While You Do What You Do…I’ll be over here working and waiting for a baby

My newsfeed is flooded this week with World Cup soccer and the CBF General Assembly currently taking place in Atlanta. I am probably rendering myself un-American by saying it, but I could care less about the World Cup. And the last time I went to the General Assembly in Atlanta I remember having a conversation with hubs about the beginning of the end of our involvement in Baptist denominational life. He was already feeling pushed out–for several very good reasons. I was still looking to hang in there but even that was short-lived. (My last General Assembly was in Charlotte, in which I basically found the experience frustrating and irrelevant.)
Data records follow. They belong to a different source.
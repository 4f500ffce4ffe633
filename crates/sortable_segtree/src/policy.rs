//! Monoid policies for the sortable segment tree.
//!
//! Aggregates are folded left to right over positions. Policies whose `op`
//! is not commutative rely on the structure keeping a reverse aggregate next
//! to the forward one, so that a descending run can be folded without
//! touching its nodes.

use std::marker::PhantomData;
use std::ops::{Add, Mul, Neg};

use modint::ModInt;

/// A monoid over `Value` with an evaluation step into `Scalar`.
pub trait Monoid {
    type Value: Clone;
    type Scalar;

    /// Whether `op` is commutative.
    ///
    /// If `true`, implementations may reuse the forward aggregate as the
    /// reverse aggregate.
    const COMMUTE: bool;

    fn unit() -> Self::Value;

    /// Combine as `left` followed by `right`.
    fn op(left: &Self::Value, right: &Self::Value) -> Self::Value;

    /// Apply an aggregate to a scalar.
    fn eval(value: &Self::Value, x: Self::Scalar) -> Self::Scalar;
}

/// Field-like coefficient used by the provided policies.
pub trait Coefficient:
    Copy + PartialEq + Add<Output = Self> + Mul<Output = Self> + Neg<Output = Self>
{
    fn zero() -> Self;
    fn one() -> Self;
    fn checked_inv(self) -> Option<Self>;
}

impl<const MOD: u32> Coefficient for ModInt<MOD> {
    #[inline(always)]
    fn zero() -> Self {
        ModInt::zero()
    }

    #[inline(always)]
    fn one() -> Self {
        ModInt::one()
    }

    #[inline(always)]
    fn checked_inv(self) -> Option<Self> {
        self.inv().ok()
    }
}

/// The affine map `x -> a * x + b`.
#[derive(Clone, Copy, Debug, PartialEq, Eq)]
pub struct Affine<K> {
    pub a: K,
    pub b: K,
}

impl<K: Coefficient> Affine<K> {
    pub fn new(a: K, b: K) -> Self {
        Self { a, b }
    }

    pub fn identity() -> Self {
        Self {
            a: K::one(),
            b: K::zero(),
        }
    }

    #[inline(always)]
    pub fn apply(&self, x: K) -> K {
        self.a * x + self.b
    }

    /// `None` when `a` has no inverse.
    pub fn inverse(&self) -> Option<Self> {
        let a = self.a.checked_inv()?;
        Some(Self { a, b: -(a * self.b) })
    }
}

/// Composition of affine maps in position order.
///
/// `op(f, g)` is "apply `f`, then `g`", i.e. `g ∘ f`.
#[derive(Clone, Copy, Debug)]
pub struct AffineComposite<K>(PhantomData<K>);

impl<K: Coefficient> Monoid for AffineComposite<K> {
    type Value = Affine<K>;
    type Scalar = K;

    const COMMUTE: bool = false;

    #[inline(always)]
    fn unit() -> Self::Value {
        Affine::identity()
    }

    #[inline(always)]
    fn op(left: &Self::Value, right: &Self::Value) -> Self::Value {
        // right ∘ left
        Affine {
            a: left.a * right.a,
            b: left.b * right.a + right.b,
        }
    }

    #[inline(always)]
    fn eval(value: &Self::Value, x: Self::Scalar) -> Self::Scalar {
        value.apply(x)
    }
}

/// Sum of coefficients; `eval` adds the sum to the scalar.
#[derive(Clone, Copy, Debug)]
pub struct RangeSum<K>(PhantomData<K>);

impl<K: Coefficient> Monoid for RangeSum<K> {
    type Value = K;
    type Scalar = K;

    const COMMUTE: bool = true;

    #[inline(always)]
    fn unit() -> Self::Value {
        K::zero()
    }

    #[inline(always)]
    fn op(left: &Self::Value, right: &Self::Value) -> Self::Value {
        *left + *right
    }

    #[inline(always)]
    fn eval(value: &Self::Value, x: Self::Scalar) -> Self::Scalar {
        *value + x
    }
}
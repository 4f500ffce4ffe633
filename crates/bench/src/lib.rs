use std::ops::Range;
use std::time::Duration;

use criterion::BenchmarkGroup;
use criterion::measurement::Measurement;
use rand::rngs::StdRng;
use rand::seq::index;
use rand::{Rng, SeedableRng};

const SMALL_RUNTIME_SAMPLE_SIZE: usize = 15;
const SMALL_RUNTIME_WARM_UP_MS: u64 = 100;
const SMALL_RUNTIME_MEASURE_MS: u64 = 200;
const MEDIUM_RUNTIME_SAMPLE_SIZE: usize = 15;
const MEDIUM_RUNTIME_WARM_UP_MS: u64 = 500;
const MEDIUM_RUNTIME_MEASURE_MS: u64 = 1000;
const LARGE_RUNTIME_SAMPLE_SIZE: usize = 10;
const LARGE_RUNTIME_WARM_UP_MS: u64 = 800;
const LARGE_RUNTIME_MEASURE_MS: u64 = 1500;
const RNG_SEED: u64 = 0x5EED_2026;

pub fn apply_small_runtime_config<M: Measurement>(group: &mut BenchmarkGroup<'_, M>) {
    group.sample_size(SMALL_RUNTIME_SAMPLE_SIZE);
    group.warm_up_time(Duration::from_millis(SMALL_RUNTIME_WARM_UP_MS));
    group.measurement_time(Duration::from_millis(SMALL_RUNTIME_MEASURE_MS));
}

pub fn apply_medium_runtime_config<M: Measurement>(group: &mut BenchmarkGroup<'_, M>) {
    group.sample_size(MEDIUM_RUNTIME_SAMPLE_SIZE);
    group.warm_up_time(Duration::from_millis(MEDIUM_RUNTIME_WARM_UP_MS));
    group.measurement_time(Duration::from_millis(MEDIUM_RUNTIME_MEASURE_MS));
}

pub fn apply_large_runtime_config<M: Measurement>(group: &mut BenchmarkGroup<'_, M>) {
    group.sample_size(LARGE_RUNTIME_SAMPLE_SIZE);
    group.warm_up_time(Duration::from_millis(LARGE_RUNTIME_WARM_UP_MS));
    group.measurement_time(Duration::from_millis(LARGE_RUNTIME_MEASURE_MS));
}

/// Small/medium/large runtime config chosen by input size.
pub fn apply_runtime_config_for_size<M: Measurement>(
    group: &mut BenchmarkGroup<'_, M>,
    size: usize,
) {
    if size <= 4_096 {
        apply_small_runtime_config(group);
    } else if size <= 65_536 {
        apply_medium_runtime_config(group);
    } else {
        apply_large_runtime_config(group);
    }
}

pub fn default_rng() -> StdRng {
    StdRng::seed_from_u64(RNG_SEED)
}

/// `count` distinct keys drawn from `[0, key_max)`, in random order.
pub fn distinct_keys<R: Rng + ?Sized>(rng: &mut R, key_max: usize, count: usize) -> Vec<usize> {
    assert!(count <= key_max, "cannot draw {count} distinct keys below {key_max}");
    index::sample(rng, key_max, count).into_vec()
}

/// Uniformly random half-open range inside `[0, len]`, possibly empty.
pub fn random_range<R: Rng + ?Sized>(rng: &mut R, len: usize) -> Range<usize> {
    let l = rng.random_range(0..=len);
    let r = rng.random_range(l..=len);
    l..r
}
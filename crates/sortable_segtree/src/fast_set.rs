const W: usize = u64::BITS as usize;

/// Ordered set over `[0, n)` backed by a 64-ary layered bitset.
///
/// Level 0 holds one bit per element; every higher level holds one bit per
/// word of the level below, set iff that word is non-zero. All operations are
/// `O(log_64 n)`.
#[derive(Clone, Debug)]
pub struct FastSet {
    n: usize,
    levels: Vec<Vec<u64>>,
}

impl FastSet {
    pub fn new(n: usize) -> Self {
        let mut levels = Vec::new();
        let mut m = n;
        loop {
            let words = m.div_ceil(W);
            levels.push(vec![0_u64; words]);
            m = words;
            if m <= 1 {
                break;
            }
        }
        Self { n, levels }
    }

    /// Size of the universe.
    pub fn len(&self) -> usize {
        self.n
    }

    pub fn is_empty(&self) -> bool {
        self.n == 0
    }

    #[inline]
    pub fn contains(&self, i: usize) -> bool {
        debug_assert!(i < self.n);
        (self.levels[0][i / W] >> (i % W)) & 1 == 1
    }

    pub fn insert(&mut self, mut i: usize) {
        debug_assert!(i < self.n);
        for level in &mut self.levels {
            level[i / W] |= 1_u64 << (i % W);
            i /= W;
        }
    }

    pub fn erase(&mut self, mut i: usize) {
        debug_assert!(i < self.n);
        for level in &mut self.levels {
            level[i / W] &= !(1_u64 << (i % W));
            if level[i / W] != 0 {
                break;
            }
            i /= W;
        }
    }

    /// Inserts every element of the universe.
    pub fn fill(&mut self) {
        let mut m = self.n;
        for level in &mut self.levels {
            level.fill(u64::MAX);
            if let Some(last) = level.last_mut()
                && m % W != 0
            {
                *last = (1_u64 << (m % W)) - 1;
            }
            m = m.div_ceil(W);
        }
    }

    /// Smallest member `>= i`, or `len()` if there is none.
    pub fn next(&self, mut i: usize) -> usize {
        for h in 0..self.levels.len() {
            let level = &self.levels[h];
            if i / W >= level.len() {
                break;
            }
            let d = level[i / W] >> (i % W);
            if d == 0 {
                i = i / W + 1;
                continue;
            }
            i += d.trailing_zeros() as usize;
            for g in (0..h).rev() {
                i = i * W + self.levels[g][i].trailing_zeros() as usize;
            }
            return i;
        }
        self.n
    }

    /// Largest member `<= i`, or `None` if there is none.
    pub fn prev(&self, i: usize) -> Option<usize> {
        if self.n == 0 {
            return None;
        }
        let mut i = i.min(self.n - 1);
        for h in 0..self.levels.len() {
            let d = self.levels[h][i / W] << (W - 1 - i % W);
            if d == 0 {
                if i / W == 0 {
                    return None;
                }
                i = i / W - 1;
                continue;
            }
            i -= d.leading_zeros() as usize;
            for g in (0..h).rev() {
                i = i * W + (W - 1 - self.levels[g][i].leading_zeros() as usize);
            }
            return Some(i);
        }
        None
    }
}
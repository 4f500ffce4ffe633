//! Integers modulo a compile-time modulus.
//!
//! `ModInt<MOD>` keeps its residue in `[0, MOD)` and is `Copy`, so it can be
//! used directly as a coefficient in monoid policies.

use std::fmt;
use std::ops::{Add, AddAssign, Mul, MulAssign, Neg, Sub, SubAssign};

use thiserror::Error;

pub const MOD998244353: u32 = 998_244_353;
pub const MOD1000000007: u32 = 1_000_000_007;

pub type ModInt998 = ModInt<MOD998244353>;
pub type ModInt1000000007 = ModInt<MOD1000000007>;

#[derive(Clone, Copy, Debug, PartialEq, Eq, Error)]
pub enum ModIntError {
    #[error("zero has no multiplicative inverse")]
    ZeroInverse,
    #[error("{value} is not invertible modulo {modulus}")]
    NotInvertible { value: u32, modulus: u32 },
}

pub type Result<T> = std::result::Result<T, ModIntError>;

#[derive(Clone, Copy, Default, PartialEq, Eq, Hash, PartialOrd, Ord)]
pub struct ModInt<const MOD: u32> {
    val: u32,
}

impl<const MOD: u32> ModInt<MOD> {
    pub const fn modulus() -> u32 {
        MOD
    }

    pub const fn zero() -> Self {
        Self { val: 0 }
    }

    pub const fn one() -> Self {
        Self { val: 1 % MOD }
    }

    pub fn new(value: u64) -> Self {
        Self {
            val: (value % MOD as u64) as u32,
        }
    }

    /// Wraps an already reduced residue.
    #[inline(always)]
    pub const fn from_raw(val: u32) -> Self {
        debug_assert!(val < MOD);
        Self { val }
    }

    #[inline(always)]
    pub const fn value(self) -> u32 {
        self.val
    }

    #[inline(always)]
    pub const fn is_zero(self) -> bool {
        self.val == 0
    }

    pub fn pow(self, mut exp: u64) -> Self {
        let mut res = Self::one();
        let mut base = self;
        while exp > 0 {
            if exp & 1 == 1 {
                res *= base;
            }
            base *= base;
            exp >>= 1;
        }
        res
    }

    /// Multiplicative inverse by the extended Euclidean algorithm.
    ///
    /// Works for any modulus as long as `gcd(self, MOD) == 1`.
    pub fn inv(self) -> Result<Self> {
        if self.val == 0 {
            return Err(ModIntError::ZeroInverse);
        }

        let (mut a, mut b) = (self.val as i64, MOD as i64);
        let (mut u, mut v) = (1_i64, 0_i64);
        while b != 0 {
            let t = a / b;
            a -= t * b;
            std::mem::swap(&mut a, &mut b);
            u -= t * v;
            std::mem::swap(&mut u, &mut v);
        }
        if a != 1 {
            return Err(ModIntError::NotInvertible {
                value: self.val,
                modulus: MOD,
            });
        }
        Ok(Self::from(u))
    }

    pub fn checked_div(self, rhs: Self) -> Result<Self> {
        Ok(self * rhs.inv()?)
    }
}

impl<const MOD: u32> From<i64> for ModInt<MOD> {
    fn from(value: i64) -> Self {
        let m = MOD as i64;
        Self {
            val: value.rem_euclid(m) as u32,
        }
    }
}

impl<const MOD: u32> From<u32> for ModInt<MOD> {
    fn from(value: u32) -> Self {
        Self { val: value % MOD }
    }
}

impl<const MOD: u32> From<u64> for ModInt<MOD> {
    fn from(value: u64) -> Self {
        Self::new(value)
    }
}

impl<const MOD: u32> fmt::Debug for ModInt<MOD> {
    fn fmt(&self, f: &mut fmt::Formatter<'_>) -> fmt::Result {
        fmt::Debug::fmt(&self.val, f)
    }
}

impl<const MOD: u32> fmt::Display for ModInt<MOD> {
    fn fmt(&self, f: &mut fmt::Formatter<'_>) -> fmt::Result {
        fmt::Display::fmt(&self.val, f)
    }
}

impl<const MOD: u32> AddAssign for ModInt<MOD> {
    #[inline(always)]
    fn add_assign(&mut self, rhs: Self) {
        let sum = self.val as u64 + rhs.val as u64;
        self.val = if sum >= MOD as u64 {
            (sum - MOD as u64) as u32
        } else {
            sum as u32
        };
    }
}

impl<const MOD: u32> SubAssign for ModInt<MOD> {
    #[inline(always)]
    fn sub_assign(&mut self, rhs: Self) {
        self.val = if self.val < rhs.val {
            (self.val as u64 + MOD as u64 - rhs.val as u64) as u32
        } else {
            self.val - rhs.val
        };
    }
}

impl<const MOD: u32> MulAssign for ModInt<MOD> {
    #[inline(always)]
    fn mul_assign(&mut self, rhs: Self) {
        self.val = (self.val as u64 * rhs.val as u64 % MOD as u64) as u32;
    }
}

impl<const MOD: u32> Add for ModInt<MOD> {
    type Output = Self;

    #[inline(always)]
    fn add(mut self, rhs: Self) -> Self {
        self += rhs;
        self
    }
}

impl<const MOD: u32> Sub for ModInt<MOD> {
    type Output = Self;

    #[inline(always)]
    fn sub(mut self, rhs: Self) -> Self {
        self -= rhs;
        self
    }
}

impl<const MOD: u32> Mul for ModInt<MOD> {
    type Output = Self;

    #[inline(always)]
    fn mul(mut self, rhs: Self) -> Self {
        self *= rhs;
        self
    }
}

impl<const MOD: u32> Neg for ModInt<MOD> {
    type Output = Self;

    #[inline(always)]
    fn neg(self) -> Self {
        Self::zero() - self
    }
}
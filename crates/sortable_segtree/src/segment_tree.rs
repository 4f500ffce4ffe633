use std::ops::Range;

use crate::policy::Monoid;

/// Bottom-up segment tree over a monoid.
///
/// Products are taken strictly left to right; `op` is never assumed to be
/// commutative.
pub struct SegmentTree<M: Monoid> {
    n: usize,
    size: usize,
    tree: Vec<M::Value>,
}

impl<M: Monoid> SegmentTree<M> {
    pub fn new(values: Vec<M::Value>) -> Self {
        let n = values.len();
        let size = n.next_power_of_two();
        let mut seg = Self {
            n,
            size,
            tree: Vec::new(),
        };
        seg.set_all(values);
        seg
    }

    pub fn len(&self) -> usize {
        self.n
    }

    pub fn is_empty(&self) -> bool {
        self.n == 0
    }

    /// Replaces every leaf and rebuilds the internal nodes in `O(n)`.
    pub fn set_all(&mut self, values: Vec<M::Value>) {
        debug_assert_eq!(values.len(), self.n);
        let size = self.size;
        self.tree.clear();
        self.tree.resize_with(size, M::unit);
        self.tree.extend(values);
        self.tree.resize_with(2 * size, M::unit);
        for i in (1..size).rev() {
            self.pull(i);
        }
    }

    #[inline(always)]
    fn pull(&mut self, i: usize) {
        self.tree[i] = M::op(&self.tree[2 * i], &self.tree[2 * i + 1]);
    }

    pub fn get(&self, i: usize) -> &M::Value {
        debug_assert!(i < self.n);
        &self.tree[self.size + i]
    }

    pub fn set(&mut self, i: usize, value: M::Value) {
        debug_assert!(i < self.n);
        let mut i = i + self.size;
        self.tree[i] = value;
        while i > 1 {
            i >>= 1;
            self.pull(i);
        }
    }

    pub fn prod(&self, range: Range<usize>) -> M::Value {
        debug_assert!(range.start <= range.end && range.end <= self.n);

        let mut l = range.start + self.size;
        let mut r = range.end + self.size;
        let mut left = M::unit();
        let mut right = M::unit();

        let tree = &self.tree;

        while l < r {
            if (l & 1) == 1 {
                left = M::op(&left, &tree[l]);
                l += 1;
            }
            if (r & 1) == 1 {
                r -= 1;
                right = M::op(&tree[r], &right);
            }
            l >>= 1;
            r >>= 1;
        }

        M::op(&left, &right)
    }

    /// With a single leaf, index 1 is both the leaf and the root.
    pub fn prod_all(&self) -> M::Value {
        self.tree[1].clone()
    }
}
So while we were in the ol’ ATL, we stayed with friends and drove into the city for any of the CBF events we were going to or expected to attend. Most of our week was spent with friends who have very little to do with church–let alone Baptist life. Most of it was spent in a cigar bar, drinking beer and playing pool, watching the Miami Heat win the NBA Finals, and catching up with people who are important to us. And those things were more life-giving and memorable than any workshop I attended that week.

As we have moved away from denominational life, the trend has continued. We find that we spend most of our time gathered with people who could care less about denominational ties, usually with wine or beer involved, and incredible conversation that translate into holy moments. The people range in ages, backgrounds and life experiences. The conversations are open and honest and contain more questions than answers. There is a stronger sense of identity–or at least the development of an identity as an individual created by God and containing a piece of the essence of God. Those things continue to be more life giving than my previous experience with the annual CBF meetings.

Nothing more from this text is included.